┌──

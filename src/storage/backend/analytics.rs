//! Click store aggregate queries
//!
//! Every query is scoped to one code and an optional half-open time window.

use chrono::{DateTime, Utc};
use sea_orm::{
    ColumnTrait, EntityTrait, FromQueryResult, PaginatorTrait, QueryFilter, QueryOrder,
    QuerySelect, Select, sea_query::Expr,
};

use super::SeaOrmStorage;
use crate::errors::{LinkmeterError, Result};

use migration::entities::click;

/// `[start, end)`; an open end means "up to now and beyond".
#[derive(Debug, Clone, Copy, PartialEq, Eq)]
pub struct TimeWindow {
    pub start: DateTime<Utc>,
    pub end: Option<DateTime<Utc>>,
}

impl TimeWindow {
    pub fn between(start: DateTime<Utc>, end: DateTime<Utc>) -> Self {
        Self {
            start,
            end: Some(end),
        }
    }

    pub fn since(start: DateTime<Utc>) -> Self {
        Self { start, end: None }
    }
}

/// Single-column groupings supported by the by-field breakdown.
#[derive(Debug, Clone, Copy, PartialEq, Eq)]
pub enum AnalyticsField {
    Browser,
    Os,
    Device,
}

impl AnalyticsField {
    pub fn as_str(&self) -> &'static str {
        match self {
            AnalyticsField::Browser => "browser",
            AnalyticsField::Os => "os",
            AnalyticsField::Device => "device",
        }
    }

    fn column(&self) -> click::Column {
        match self {
            AnalyticsField::Browser => click::Column::Browser,
            AnalyticsField::Os => click::Column::Os,
            AnalyticsField::Device => click::Column::Device,
        }
    }
}

impl std::str::FromStr for AnalyticsField {
    type Err = LinkmeterError;

    fn from_str(s: &str) -> Result<Self> {
        match s {
            "browser" => Ok(AnalyticsField::Browser),
            "os" => Ok(AnalyticsField::Os),
            "device" => Ok(AnalyticsField::Device),
            other => Err(LinkmeterError::validation(format!(
                "unsupported field: {}",
                other
            ))),
        }
    }
}

#[derive(Debug, FromQueryResult)]
pub struct UserAgentCountRow {
    pub browser: Option<String>,
    pub os: Option<String>,
    pub device: Option<String>,
    pub count: i64,
}

#[derive(Debug, FromQueryResult)]
pub struct FieldCountRow {
    pub value: Option<String>,
    pub count: i64,
}

#[derive(Debug, Clone, Copy, Default, PartialEq, Eq, serde::Serialize)]
pub struct PeriodCounts {
    pub last_7_days: u64,
    pub last_30_days: u64,
    pub all_time: u64,
}

fn scoped(code: &str, window: Option<TimeWindow>) -> Select<click::Entity> {
    let query = click::Entity::find().filter(click::Column::Code.eq(code));
    match window {
        Some(TimeWindow { start, end }) => {
            let query = query.filter(click::Column::CreatedAt.gte(start));
            match end {
                Some(end) => query.filter(click::Column::CreatedAt.lt(end)),
                None => query,
            }
        }
        None => query,
    }
}

impl SeaOrmStorage {
    pub async fn count_clicks(&self, code: &str, window: Option<TimeWindow>) -> Result<u64> {
        Ok(scoped(code, window).count(&self.db).await?)
    }

    /// Distinct non-null IPs. `COUNT(DISTINCT ..)` already skips NULLs.
    pub async fn count_unique_ips(&self, code: &str, window: Option<TimeWindow>) -> Result<u64> {
        let count = scoped(code, window)
            .select_only()
            .column_as(Expr::cust("COUNT(DISTINCT ip)"), "unique_ips")
            .into_tuple::<i64>()
            .one(&self.db)
            .await?;
        Ok(count.unwrap_or(0).max(0) as u64)
    }

    pub async fn user_agent_breakdown(
        &self,
        code: &str,
        window: Option<TimeWindow>,
    ) -> Result<Vec<UserAgentCountRow>> {
        Ok(scoped(code, window)
            .select_only()
            .column(click::Column::Browser)
            .column(click::Column::Os)
            .column(click::Column::Device)
            .column_as(click::Column::Id.count(), "count")
            .group_by(click::Column::Browser)
            .group_by(click::Column::Os)
            .group_by(click::Column::Device)
            .order_by_desc(Expr::cust("count"))
            .into_model::<UserAgentCountRow>()
            .all(&self.db)
            .await?)
    }

    /// All-time counts grouped on one column.
    pub async fn field_breakdown(
        &self,
        code: &str,
        field: AnalyticsField,
    ) -> Result<Vec<FieldCountRow>> {
        let column = field.column();
        Ok(scoped(code, None)
            .select_only()
            .column_as(column, "value")
            .column_as(click::Column::Id.count(), "count")
            .group_by(column)
            .order_by_desc(Expr::cust("count"))
            .into_model::<FieldCountRow>()
            .all(&self.db)
            .await?)
    }

    /// 7-day, 30-day and all-time totals measured back from `now`.
    pub async fn period_counts(&self, code: &str, now: DateTime<Utc>) -> Result<PeriodCounts> {
        let week = TimeWindow::since(now - chrono::Duration::days(7));
        let month = TimeWindow::since(now - chrono::Duration::days(30));

        let (last_7_days, last_30_days, all_time) = tokio::try_join!(
            self.count_clicks(code, Some(week)),
            self.count_clicks(code, Some(month)),
            self.count_clicks(code, None),
        )?;

        Ok(PeriodCounts {
            last_7_days,
            last_30_days,
            all_time,
        })
    }
}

└──

Where does the string "start" occur in the material? Copy every line where it does.

/// `[start, end)`; an open end means "up to now and beyond".
    pub start: DateTime<Utc>,
    pub fn between(start: DateTime<Utc>, end: DateTime<Utc>) -> Self {
            start,
    pub fn since(start: DateTime<Utc>) -> Self {
        Self { start, end: None }
        Some(TimeWindow { start, end }) => {
            let query = query.filter(click::Column::CreatedAt.gte(start));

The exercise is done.